The latest book in Elly Griffiths' Stephens and Mephisto series, The Vanishing Box might actually be my favourite of the four. It combines a gripping and really rather dark murder mystery with a strong sense of period atmosphere and immensely likeable characters in whom, after four books, I now feel strongly invested.

It's winter in 1950s Brighton and magician Max Mephisto is topping the bill at a variety theatre, supported by his daughter Ruby, a promising magician in her own right with whom Max now shares a brash young agent. Also on the bill along with the usual ventriloquists, comedians and performing poodles, is a 'tableau' act in which almost naked women pose motionless to recreate famous works of art - if they don't move, they aren't breaking any obscenity laws by being topless. Most of the tableau girls are sharing digs at a boarding house also occupied by some permanent residents, including a shy young florist called Lily. When Lily is found murdered in a grotesque parody of one of the tableaux, Max's best friend (and awkwardly, son-in-law-to-be) DI Edgar Stephens is summoned to investigate along with his loyal sergeants Bob and Emma.

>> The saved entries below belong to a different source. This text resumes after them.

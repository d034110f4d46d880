//! Policy tables: per-role grant deltas for every entity type.
//!
//! # Structure
//!
//! ```text
//! PolicyTable
//! └── EntityPolicy (one per EntityType)
//!     ├── ownable: bool
//!     └── RoleDelta per role: Action → Scopes
//! ```
//!
//! # Building a Role's Matrix
//!
//! A role's grants are the union of the deltas of every role up to and
//! including it:
//!
//! ```text
//! grants(pending) = delta(pending)
//! grants(member)  = grants(pending) ∪ delta(member)
//! grants(editor)  = grants(member)  ∪ delta(editor)
//! grants(admin)   = grants(editor)  ∪ delta(admin) ∪ FULL
//! ```
//!
//! so a higher role can never hold less than a lower one. On top of the
//! fold:
//!
//! - `manage` entries are expanded to read/create/update/delete when the
//!   delta is written.
//! - On ownable types, `any` implies `own`.
//! - Admin receives `any` (and `own` where ownable) on every cell,
//!   whatever the table says.

use crate::capability::{Capabilities, Row, Scopes, COLUMNS, ROWS};
use armory_types::{Action, EntityType, ErrorCode, Role, TryNew};
use thiserror::Error;

/// Defects in a policy table definition.
///
/// These are configuration bugs, never access decisions.
#[derive(Debug, Clone, PartialEq, Eq, Error)]
pub enum PolicyError {
    /// A loaded table does not define one of the entity types.
    #[error("policy table has no entry for entity type '{0}'")]
    MissingEntityType(EntityType),

    /// An entity type is defined twice.
    #[error("entity type '{0}' is defined more than once")]
    DuplicateEntityType(EntityType),

    /// `own` was granted on a type without per-user ownership.
    #[error("'own' scope granted to {role} on {entity_type}.{action}, but {entity_type} is not ownable")]
    OwnScopeOnUnownedType {
        /// Type marked `ownable = false`.
        entity_type: EntityType,
        /// Role whose delta holds the grant.
        role: Role,
        /// Concrete action carrying the grant.
        action: Action,
    },

    /// Unrecognized role name.
    #[error("unknown role '{0}'")]
    UnknownRole(String),

    /// Unrecognized entity type name.
    #[error("unknown entity type '{0}'")]
    UnknownEntityType(String),

    /// Unrecognized action name.
    #[error("unknown action '{0}'")]
    UnknownAction(String),

    /// Unrecognized scope name.
    #[error("unknown scope '{0}'")]
    UnknownScope(String),
}

impl ErrorCode for PolicyError {
    fn code(&self) -> &'static str {
        match self {
            Self::MissingEntityType(_) => "POLICY_MISSING_ENTITY_TYPE",
            Self::DuplicateEntityType(_) => "POLICY_DUPLICATE_ENTITY_TYPE",
            Self::OwnScopeOnUnownedType { .. } => "POLICY_OWN_SCOPE_ON_UNOWNED_TYPE",
            Self::UnknownRole(_) => "POLICY_UNKNOWN_ROLE",
            Self::UnknownEntityType(_) => "POLICY_UNKNOWN_ENTITY_TYPE",
            Self::UnknownAction(_) => "POLICY_UNKNOWN_ACTION",
            Self::UnknownScope(_) => "POLICY_UNKNOWN_SCOPE",
        }
    }

    fn is_recoverable(&self) -> bool {
        false
    }
}

/// Grants one role adds on top of the role below it.
#[derive(Debug, Clone, Copy, Default, PartialEq, Eq)]
pub struct RoleDelta {
    row: Row,
}

impl RoleDelta {
    /// An empty delta.
    #[must_use]
    pub fn new() -> Self {
        Self::default()
    }

    /// Adds `scopes` for `action`. `Manage` adds them to every concrete action.
    #[must_use]
    pub fn grant(mut self, action: Action, scopes: Scopes) -> Self {
        self.add(action, scopes);
        self
    }

    pub(crate) fn add(&mut self, action: Action, scopes: Scopes) {
        for concrete in action.expand() {
            if let Some(col) = concrete.column() {
                self.row[col] |= scopes;
            }
        }
    }

    /// Scopes added for a concrete action. `Manage` yields the intersection.
    #[must_use]
    pub fn scopes(&self, action: Action) -> Scopes {
        match action.column() {
            Some(col) => self.row[col],
            None => self.row.iter().fold(Scopes::all(), |acc, s| acc & *s),
        }
    }

    /// Returns `true` if the delta grants nothing.
    #[must_use]
    pub fn is_empty(&self) -> bool {
        self.row.iter().all(|s| s.is_empty())
    }
}

/// Policy for one entity type.
#[derive(Debug, Clone, PartialEq, Eq)]
pub struct EntityPolicy {
    ownable: bool,
    deltas: [RoleDelta; Role::ALL.len()],
}

impl EntityPolicy {
    /// Policy for a type with per-user ownership. No grants yet.
    #[must_use]
    pub fn ownable() -> Self {
        Self {
            ownable: true,
            deltas: [RoleDelta::new(); Role::ALL.len()],
        }
    }

    /// Policy for a type without per-user ownership (only `any` is meaningful).
    #[must_use]
    pub fn unowned() -> Self {
        Self {
            ownable: false,
            ..Self::ownable()
        }
    }

    /// Adds `scopes` for `action` to `role`'s delta.
    #[must_use]
    pub fn grant(mut self, role: Role, action: Action, scopes: Scopes) -> Self {
        self.deltas[usize::from(role.rank())].add(action, scopes);
        self
    }

    /// Replaces `role`'s delta.
    #[must_use]
    pub fn with_delta(mut self, role: Role, delta: RoleDelta) -> Self {
        self.deltas[usize::from(role.rank())] = delta;
        self
    }

    /// Whether the `own` scope is meaningful for this type.
    #[must_use]
    pub fn is_ownable(&self) -> bool {
        self.ownable
    }

    /// Delta declared for `role`.
    #[must_use]
    pub fn delta(&self, role: Role) -> &RoleDelta {
        &self.deltas[usize::from(role.rank())]
    }

    fn validate(&self, entity_type: EntityType) -> Result<(), PolicyError> {
        if self.ownable {
            return Ok(());
        }
        for role in Role::ALL {
            for action in Action::CONCRETE {
                if self.delta(role).scopes(action).contains(Scopes::OWN) {
                    return Err(PolicyError::OwnScopeOnUnownedType {
                        entity_type,
                        role,
                        action,
                    });
                }
            }
        }
        Ok(())
    }

    /// Folds deltas up to `role` and applies the implied grants.
    fn resolve(&self, role: Role) -> Row {
        let mut row = [Scopes::empty(); COLUMNS];
        for r in role.up_to() {
            for (cell, added) in row.iter_mut().zip(self.delta(r).row) {
                *cell |= added;
            }
        }

        if role == Role::Admin {
            for cell in &mut row {
                *cell |= Scopes::ANY;
            }
        }

        if self.ownable {
            for cell in &mut row {
                if cell.contains(Scopes::ANY) {
                    *cell |= Scopes::OWN;
                }
            }
        }
        row
    }
}

/// Complete policy: one [`EntityPolicy`] per [`EntityType`].
///
/// Construct with [`PolicyTable::builtin`], [`TryNew::try_new`], or the
/// TOML loader in [`crate::config`].
///
/// # Example
///
/// ```
/// use armory_auth::{EntityPolicy, PolicyTable, Scopes};
/// use armory_types::{Action, EntityType, Role, Scope, TryNew};
///
/// let entries = EntityType::ALL
///     .into_iter()
///     .map(|t| (t, EntityPolicy::ownable().grant(Role::Member, Action::Read, Scopes::ANY)))
///     .collect::<Vec<_>>();
/// let table = PolicyTable::try_new(entries).expect("every type defined");
///
/// let member = table.capabilities(Role::Member);
/// assert!(member.allows(EntityType::Item, Action::Read, Scope::Any));
/// assert!(!member.allows(EntityType::Item, Action::Update, Scope::Own));
/// ```
#[derive(Debug, Clone, PartialEq, Eq)]
pub struct PolicyTable {
    entities: [EntityPolicy; ROWS],
}

impl PolicyTable {
    /// The deployment's default policy.
    ///
    /// | Type | member | editor | admin |
    /// |------|--------|--------|-------|
    /// | tier | read | update/delete own | everything |
    /// | category, type, subtype | read | create; update/delete own | everything |
    /// | field_definition, dropdown_group | read | read | everything |
    /// | item, schematic | read; create; update/delete own | update/delete any | everything |
    ///
    /// Pending accounts hold nothing.
    #[must_use]
    pub fn builtin() -> Self {
        Self {
            entities: EntityType::ALL.map(builtin_entity_policy),
        }
    }

    /// Policy for `entity_type`.
    #[must_use]
    pub fn entity(&self, entity_type: EntityType) -> &EntityPolicy {
        &self.entities[entity_type.row()]
    }

    /// Builds the capability matrix for `role`.
    #[must_use]
    pub fn capabilities(&self, role: Role) -> Capabilities {
        let cells = EntityType::ALL.map(|t| self.entity(t).resolve(role));
        Capabilities::from_rows(role, cells)
    }

    /// Checks every entity policy for internal consistency.
    ///
    /// # Errors
    ///
    /// Returns the first [`PolicyError`] found.
    pub fn validate(&self) -> Result<(), PolicyError> {
        for entity_type in EntityType::ALL {
            self.entity(entity_type).validate(entity_type)?;
        }
        Ok(())
    }
}

impl TryNew for PolicyTable {
    type Error = PolicyError;
    type Args = Vec<(EntityType, EntityPolicy)>;

    fn try_new(entries: Self::Args) -> Result<Self, Self::Error> {
        let mut slots: [Option<EntityPolicy>; ROWS] = Default::default();
        for (entity_type, policy) in entries {
            let slot = &mut slots[entity_type.row()];
            if slot.is_some() {
                return Err(PolicyError::DuplicateEntityType(entity_type));
            }
            policy.validate(entity_type)?;
            *slot = Some(policy);
        }

        let mut entities = Vec::with_capacity(ROWS);
        for (entity_type, slot) in EntityType::ALL.into_iter().zip(slots) {
            entities.push(slot.ok_or(PolicyError::MissingEntityType(entity_type))?);
        }
        let entities: [EntityPolicy; ROWS] = entities
            .try_into()
            .map_err(|_| PolicyError::MissingEntityType(EntityType::Tier))?;
        Ok(Self { entities })
    }
}

impl Default for PolicyTable {
    fn default() -> Self {
        Self::builtin()
    }
}

fn builtin_entity_policy(entity_type: EntityType) -> EntityPolicy {
    use Action::{Create, Delete, Read, Update};
    use Role::{Editor, Member};

    match entity_type {
        EntityType::Tier => EntityPolicy::ownable()
            .grant(Member, Read, Scopes::ANY)
            .grant(Editor, Update, Scopes::OWN)
            .grant(Editor, Delete, Scopes::OWN),
        EntityType::Category | EntityType::Type | EntityType::Subtype => EntityPolicy::ownable()
            .grant(Member, Read, Scopes::ANY)
            .grant(Editor, Create, Scopes::ANY)
            .grant(Editor, Update, Scopes::OWN)
            .grant(Editor, Delete, Scopes::OWN),
        EntityType::FieldDefinition | EntityType::DropdownGroup => {
            EntityPolicy::unowned().grant(Member, Read, Scopes::ANY)
        }
        EntityType::Item | EntityType::Schematic => EntityPolicy::ownable()
            .grant(Member, Read, Scopes::ANY)
            .grant(Member, Create, Scopes::ANY)
            .grant(Member, Update, Scopes::OWN)
            .grant(Member, Delete, Scopes::OWN)
            .grant(Editor, Update, Scopes::ANY)
            .grant(Editor, Delete, Scopes::ANY),
    }
}
//! Identifier types for the armory catalog.
//!
//! Identifiers are opaque strings. The identity source and the entity
//! store hand them over as-is (usually UUID text), and this layer only
//! ever compares them for equality.

use serde::{Deserialize, Serialize};
use std::fmt;

/// Identifier of an authenticated account.
///
/// Compared against [`Ownable::owner`](crate::Ownable::owner) to decide
/// ownership. Two identities are the same account iff their strings are
/// equal; no normalization is applied.
///
/// # Example
///
/// ```
/// use armory_types::Identity;
///
/// let a = Identity::new("u1");
/// let b: Identity = "u1".into();
/// assert_eq!(a, b);
/// assert_eq!(a.as_str(), "u1");
/// ```
#[derive(Debug, Clone, PartialEq, Eq, Hash, PartialOrd, Ord, Serialize, Deserialize)]
#[serde(transparent)]
pub struct Identity(String);

impl Identity {
    /// Wraps an identity string.
    #[must_use]
    pub fn new(id: impl Into<String>) -> Self {
        Self(id.into())
    }

    /// Returns the raw identity string.
    #[must_use]
    pub fn as_str(&self) -> &str {
        &self.0
    }
}

impl From<&str> for Identity {
    fn from(id: &str) -> Self {
        Self::new(id)
    }
}

impl From<String> for Identity {
    fn from(id: String) -> Self {
        Self(id)
    }
}

impl fmt::Display for Identity {
    fn fmt(&self, f: &mut fmt::Formatter<'_>) -> fmt::Result {
        write!(f, "identity:{}", self.0)
    }
}

/// Identifier of a catalog record (tier, category, item, ...).
#[derive(Debug, Clone, PartialEq, Eq, Hash, PartialOrd, Ord, Serialize, Deserialize)]
#[serde(transparent)]
pub struct EntityId(String);

impl EntityId {
    /// Wraps an entity id string.
    #[must_use]
    pub fn new(id: impl Into<String>) -> Self {
        Self(id.into())
    }

    /// Returns the raw id string.
    #[must_use]
    pub fn as_str(&self) -> &str {
        &self.0
    }
}

impl From<&str> for EntityId {
    fn from(id: &str) -> Self {
        Self::new(id)
    }
}

impl From<String> for EntityId {
    fn from(id: String) -> Self {
        Self(id)
    }
}

impl fmt::Display for EntityId {
    fn fmt(&self, f: &mut fmt::Formatter<'_>) -> fmt::Result {
        write!(f, "entity:{}", self.0)
    }
}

The whodunnit plot that follows is an absorbing one, with numerous potential suspects and plenty of red herrings, but it's the development of the characters I enjoyed most, with one moment in particular almost bringing a tear to my eye. The previous novel in the series saw Emma Holmes fighting a bad case of unrequited love for Edgar, and this storyline continues into The Vanishing Box. Max's relationship with Ruby continues to be fascinating too - as much as he wants to be a father to her after years of being unaware of her existence, he also slightly resents sharing the limelight with her on stage and while he feels protective of her, his general tendency towards detachment makes him entertainingly objective when it comes to her faults.

This is a tremendously atmospheric read too - you can almost feel the freezing coastal wind whipping up the snowflakes along the promenade, and the theatre scenes are gloriously evocative of variety on the cusp of decline.

My only slight concern is that, unlike its predecessors, The Vanishing Box ends with very few unresolved character development issues, which makes me wonder if this is the last in the Stephens and Mephisto series. I hope it isn't, but if it is, it's certainly concluded on a high note.